Statistics from the Tobacco Industry and Marketing Board (TIMB) shows that as of November 30 this year, 140 257 farmers had registered to grow the crop, down from 165 130 last year, a 15% drop, while hectarage under tobacco crop went down to 35 998 hectares from 42 000 hectares.
Currency reforms and poor prices in the last tobacco selling season dampened most farmers’ spirits as they struggled to pay off debts and stay in business.
“Inputs are expensive, but the consoling part is most of the crop is contracted. But what I have heard from farmers is that hectarage has gone gown due to viability challenges experienced last season,” Federation of Farmers Union president Wonder Chabikwa said.
“Most farmers are discouraged such that a huge number has reduced their hectarage and some have completely discontinued tobacco farming.”
As of end of September, tobacco seed sales had declined by 20%, with the volumes being the lowest since 2015, a development that could see reduced hectarage of the crop.
Unlike in previous seasons where farmers made rich pickings as they were paid in hard currency, the just-ended season saw the central bank paying farmers just 50% of their earnings per sale in foreign currency, with the balance settled in local currency.
Zimbabwe Commercial Farmers Union president Shadreck Makombe said the poor earnings experienced last season had forced some farmers to dump the golden leaf for other cash crops.
“Truth be told, farmers have lost interest in tobacco farming. They felt cheated from last season. The cost of labour, input was not commensurate with their earnings. But because of lack of choice, some end up growing the crop,” Makombe said.
In the past season, the average price of the golden leaf was deplorably low at $2 per kg, down from $2,92 registered the previous season.
Despite recording poor prices, total output grew to 259 million kg in the 2019 season from 253 million kg the previous year.
Auction floor deliveries contributed 14% against 86% from contract farming.

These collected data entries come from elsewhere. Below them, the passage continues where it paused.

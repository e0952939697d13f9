// SPDX-License-Identifier: Apache-2.0

//! Netlist fixtures shared by unit tests, integration tests and the driver's
//! tests.

use rand::Rng;

use crate::netlist::builder::NetlistBuilder;
use crate::netlist::{Netlist, SignalId};

/// Shape of a netlist produced by `random_netlist`.
#[derive(Debug, Clone, Copy)]
pub struct RandomNetlistShape {
    pub inputs: usize,
    pub gates: usize,
    pub outputs: usize,
    pub dffs: usize,
}

/// Builds a random acyclic netlist: each gate reads two signals chosen from
/// the primary inputs, DFF outputs and earlier gates; outputs and DFF data
/// inputs are drawn from the gates. Inputs are named `i<k>`, outputs `o<k>`
/// and DFF outputs `q<k>`.
pub fn random_netlist<R: Rng>(rng: &mut R, shape: RandomNetlistShape) -> Netlist {
    assert!(shape.inputs + shape.dffs > 0, "need at least one source signal");
    let mut b = NetlistBuilder::new("random");
    let clk = if shape.dffs > 0 { Some(b.add_clock("clk")) } else { None };
    let mut pool: Vec<SignalId> = (0..shape.inputs)
        .map(|i| b.add_input(&format!("i{}", i)))
        .collect();
    let qs: Vec<SignalId> = (0..shape.dffs).map(|i| b.add_wire(&format!("q{}", i))).collect();
    pool.extend(&qs);

    let mut gate_outs = Vec::with_capacity(shape.gates);
    for _ in 0..shape.gates {
        let a = pool[rng.gen_range(0..pool.len())];
        let c = pool[rng.gen_range(0..pool.len())];
        let out = b.add_nand(a, c);
        pool.push(out);
        gate_outs.push(out);
    }
    let pick = |rng: &mut R| -> SignalId {
        if gate_outs.is_empty() {
            pool[rng.gen_range(0..pool.len())]
        } else {
            gate_outs[rng.gen_range(0..gate_outs.len())]
        }
    };
    let mut used_outputs = Vec::new();
    for k in 0..shape.outputs {
        let mut s = pick(rng);
        // An output renames its signal, so one signal cannot be two outputs.
        let mut tries = 0;
        while used_outputs.contains(&s) && tries < 8 {
            s = pick(rng);
            tries += 1;
        }
        if used_outputs.contains(&s) {
            continue;
        }
        used_outputs.push(s);
        b.add_output(&format!("o{}", k), s);
    }
    if let Some(clk) = clk {
        for q in qs {
            let d = pick(rng);
            let reset = rng.gen_bool(0.5);
            b.add_dff_to(d, clk, q, reset);
        }
    }
    b.build()
}

/// `y = (a & b) | (a & !b)`, which is just `a`, spelled out in eight gates.
pub fn setup_redundant_or() -> Netlist {
    let mut b = NetlistBuilder::new("redundant_or");
    let a = b.add_input("a");
    let c = b.add_input("b");
    let ab = b.add_and(a, c);
    let nc = b.add_not(c);
    let anb = b.add_and(a, nc);
    let y = b.add_or(ab, anb);
    b.add_output("y", y);
    b.build()
}

/// Two NAND gates feeding each other: the classic SR latch.
pub fn setup_cross_coupled_nands() -> Netlist {
    let mut b = NetlistBuilder::new("sr_latch");
    let s = b.add_input("s_n");
    let r = b.add_input("r_n");
    let q = b.add_wire("q");
    let qn = b.add_wire("qn");
    b.add_nand_to(s, qn, q);
    b.add_nand_to(r, q, qn);
    b.add_output("q", q);
    b.build()
}

/// 3-input majority built from three ANDs and two ORs.
pub fn setup_majority() -> Netlist {
    let mut b = NetlistBuilder::new("majority");
    let a = b.add_input("a");
    let c = b.add_input("b");
    let d = b.add_input("c");
    let ab = b.add_and(a, c);
    let ac = b.add_and(a, d);
    let bc = b.add_and(c, d);
    let t = b.add_or(ab, ac);
    let y = b.add_or(t, bc);
    b.add_output("y", y);
    b.build()
}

Furthermore, shortages of fuel, power and late rains are militating against crop production, TIMB chief executive Andrew Matibiri said.
“High inputs costs are affecting planned tobacco production, especially for the self-funded growers. Power cuts, low dam water levels and erratic fuel supplies have also negatively impacted on the early planted irrigated crop,” he said.

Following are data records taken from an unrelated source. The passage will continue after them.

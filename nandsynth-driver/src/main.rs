// SPDX-License-Identifier: Apache-2.0

//! Command line driver for NAND netlist optimization, levelization and
//! diagnosis.
//!
//! Commands are given like:
//!
//! ```text
//! nandsynth-driver <global-options> <command> <netlist.json> <command-options>
//! ```
//!
//! Commands are:
//!
//! - optimize: Rewrites logic cones through two-level minimization.
//! - levelize: Assigns evaluation levels and prints a level summary.
//! - loops: Lists the combinational loops of a netlist.
//! - check: Reports wiring problems.
//! - simplify: Folds constants through the NAND gates.
//!
//! Sample usage:
//!
//! ```shell
//! $ cargo run -- --toolchain=$HOME/nandsynth-toolchain.toml \
//!     optimize design.json --max_cone_inputs=8 --output=design.opt.json
//! $ cargo run -- levelize design.json --behaviors=behaviors.json
//! ```

mod check;
mod common;
mod levelize;
mod loops;
mod optimize;
mod report_cli_error;
mod simplify;
mod toolchain_config;

use clap::{Arg, ArgAction};
use report_cli_error::{report_anyhow_error_and_exit, report_cli_error_and_exit};
use toolchain_config::{load_toolchain_config, ToolchainConfig};

const DEFAULT_TOOLCHAIN_FILENAME: &str = "nandsynth-toolchain.toml";

trait AppExt {
    fn add_netlist_arg(self) -> Self;
    fn add_output_arg(self) -> Self;
    fn add_behaviors_arg(self) -> Self;
    fn add_bool_arg(self, long: &'static str, help: &'static str) -> Self;
    fn add_value_arg(
        self,
        long: &'static str,
        value_name: &'static str,
        help: &'static str,
    ) -> Self;
}

impl AppExt for clap::Command {
    fn add_netlist_arg(self) -> Self {
        (self as clap::Command).arg(
            Arg::new("netlist")
                .help("The input netlist JSON file")
                .required(true)
                .index(1),
        )
    }

    fn add_output_arg(self) -> Self {
        self.add_value_arg("output", "OUTPUT", "Where to write the resulting netlist JSON")
    }

    fn add_behaviors_arg(self) -> Self {
        self.add_value_arg(
            "behaviors",
            "BEHAVIORS",
            "JSON program defining the behavioral modules",
        )
    }

    /// Adds a boolean argument to the command; the helper keeps a uniform
    /// `--flag=true|false` style for boolean arguments.
    fn add_bool_arg(self, long: &'static str, help: &'static str) -> Self {
        (self as clap::Command).arg(
            Arg::new(long)
                .long(long)
                .value_name("BOOL")
                .action(ArgAction::Set)
                .value_parser(["true", "false"])
                .num_args(1)
                .help(help),
        )
    }

    fn add_value_arg(
        self,
        long: &'static str,
        value_name: &'static str,
        help: &'static str,
    ) -> Self {
        (self as clap::Command).arg(
            Arg::new(long)
                .long(long)
                .value_name(value_name)
                .action(ArgAction::Set)
                .help(help),
        )
    }
}

/// Explicit `--toolchain` path, or the default file in the working directory
/// when one exists.
fn resolve_toolchain_config(matches: &clap::ArgMatches) -> Option<ToolchainConfig> {
    let mut toml_path: Option<std::path::PathBuf> = matches
        .get_one::<String>("toolchain")
        .map(std::path::PathBuf::from);

    if toml_path.is_none() {
        let cwd_toml_path = std::path::PathBuf::from(DEFAULT_TOOLCHAIN_FILENAME);
        if cwd_toml_path.exists() {
            log::info!(
                "Using {} in current directory",
                DEFAULT_TOOLCHAIN_FILENAME
            );
            toml_path = Some(cwd_toml_path);
        }
    }

    let path = toml_path?;
    if !path.exists() {
        let cwd = std::env::current_dir()
            .map(|p| p.display().to_string())
            .unwrap_or_else(|_| "<unknown>".to_string());
        let path = path.display().to_string();
        report_cli_error_and_exit(
            "toolchain toml file does not exist",
            None,
            vec![("path", path.as_str()), ("working directory", cwd.as_str())],
        );
    }
    match load_toolchain_config(&path) {
        Ok(config) => Some(config),
        Err(e) => report_anyhow_error_and_exit(&e, None, vec![]),
    }
}

fn main() {
    let _ = env_logger::try_init();

    log::info!(
        "nandsynth-driver starting; version: {}",
        env!("CARGO_PKG_VERSION")
    );

    let matches = clap::Command::new("nandsynth-driver")
        .version(env!("CARGO_PKG_VERSION"))
        .about("Command line driver for NAND netlist optimization and levelization")
        .arg(
            Arg::new("toolchain")
                .long("toolchain")
                .value_name("TOOLCHAIN")
                .help("Path to a nandsynth-toolchain.toml file")
                .action(ArgAction::Set),
        )
        .subcommand(clap::Command::new("version").about("Prints the version of the driver"))
        .subcommand(
            clap::Command::new("optimize")
                .about("Minimizes logic cones and resynthesizes them as NAND gates")
                .add_netlist_arg()
                .add_value_arg(
                    "max_cone_inputs",
                    "N",
                    "Skip cones with more distinct inputs than this",
                )
                .add_value_arg(
                    "min_savings_percent",
                    "PERCENT",
                    "Minimum estimated gate savings for a rewrite to be kept",
                )
                .add_bool_arg("verbose", "Log every per-cone decision")
                .add_value_arg(
                    "time_budget_ms",
                    "MILLIS",
                    "Stop optimizing new cones after this many milliseconds",
                )
                .add_value_arg(
                    "max_merge_steps",
                    "STEPS",
                    "Bound on prime-implicant merge steps per cone",
                )
                .add_value_arg(
                    "verify_samples",
                    "N",
                    "Random-simulation samples to check the result against the input",
                )
                .add_value_arg("seed", "SEED", "Seed for verification sampling")
                .add_behaviors_arg()
                .add_bool_arg("stats_json", "Print the statistics as JSON")
                .add_output_arg(),
        )
        .subcommand(
            clap::Command::new("levelize")
                .about("Assigns evaluation levels and prints a summary")
                .add_netlist_arg()
                .add_behaviors_arg()
                .add_bool_arg("json", "Print the summary as JSON"),
        )
        .subcommand(
            clap::Command::new("loops")
                .about("Lists combinational loops by signal name")
                .add_netlist_arg(),
        )
        .subcommand(
            clap::Command::new("check")
                .about("Reports netlist wiring problems")
                .add_netlist_arg(),
        )
        .subcommand(
            clap::Command::new("simplify")
                .about("Propagates constants through NAND gates")
                .add_netlist_arg()
                .add_output_arg(),
        )
        .get_matches();

    let config = resolve_toolchain_config(&matches);

    match matches.subcommand() {
        Some(("optimize", m)) => optimize::handle_optimize(m, &config),
        Some(("levelize", m)) => levelize::handle_levelize(m, &config),
        Some(("loops", m)) => loops::handle_loops(m, &config),
        Some(("check", m)) => check::handle_check(m, &config),
        Some(("simplify", m)) => simplify::handle_simplify(m, &config),
        Some(("version", _)) => println!("{}", env!("CARGO_PKG_VERSION")),
        _ => report_cli_error_and_exit("No valid subcommand provided.", None, vec![]),
    }
}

“The lack of widespread effective planting rains have delayed tobacco planting for some areas as well, while some farmers’ early planted crops have been damaged by hail and wind storms.”
Chabikwa, however, said transplanting was expected to end mid-December.

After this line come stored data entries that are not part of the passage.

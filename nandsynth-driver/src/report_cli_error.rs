// SPDX-License-Identifier: Apache-2.0

//! Uniform error reporting for driver subcommands: a colored headline on
//! stderr, optional `key: value` details, then exit status 1.

use colored::Colorize;

fn headline(subcommand: Option<&str>, message: &str) -> String {
    match subcommand {
        Some(subcommand) => format!("nandsynth-driver: {}: {}", subcommand, message.red().bold()),
        None => format!("nandsynth-driver: {}", message.red().bold()),
    }
}

pub fn report_cli_error_and_exit(
    message: &str,
    subcommand: Option<&str>,
    details: Vec<(&str, &str)>,
) -> ! {
    eprintln!("{}", headline(subcommand, message));
    for (key, value) in details {
        eprintln!("  {}: {}", key, value);
    }
    std::process::exit(1);
}

/// Reports an `anyhow` error with its outermost context as the headline and
/// each underlying cause on its own line.
pub fn report_anyhow_error_and_exit(
    error: &anyhow::Error,
    subcommand: Option<&str>,
    details: Vec<(&str, &str)>,
) -> ! {
    eprintln!("{}", headline(subcommand, &error.to_string()));
    for cause in error.chain().skip(1) {
        eprintln!("  {} {}", "caused by:".yellow(), cause);
    }
    for (key, value) in details {
        eprintln!("  {}: {}", key, value);
    }
    std::process::exit(1);
}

“Irrigated tobacco was planted in September and reaping is expected by December. Dry land was delayed by late rains, water bodies in tobacco-growing areas are down. Transplanting is still going on and we expect that to wind up by mid-December. Ideally, the cut-off period is end of November,” he said.
Tobacco production remains one of the largest export earners, generating hard currency to import pharmaceuticals, fuel, raw materials and wheat.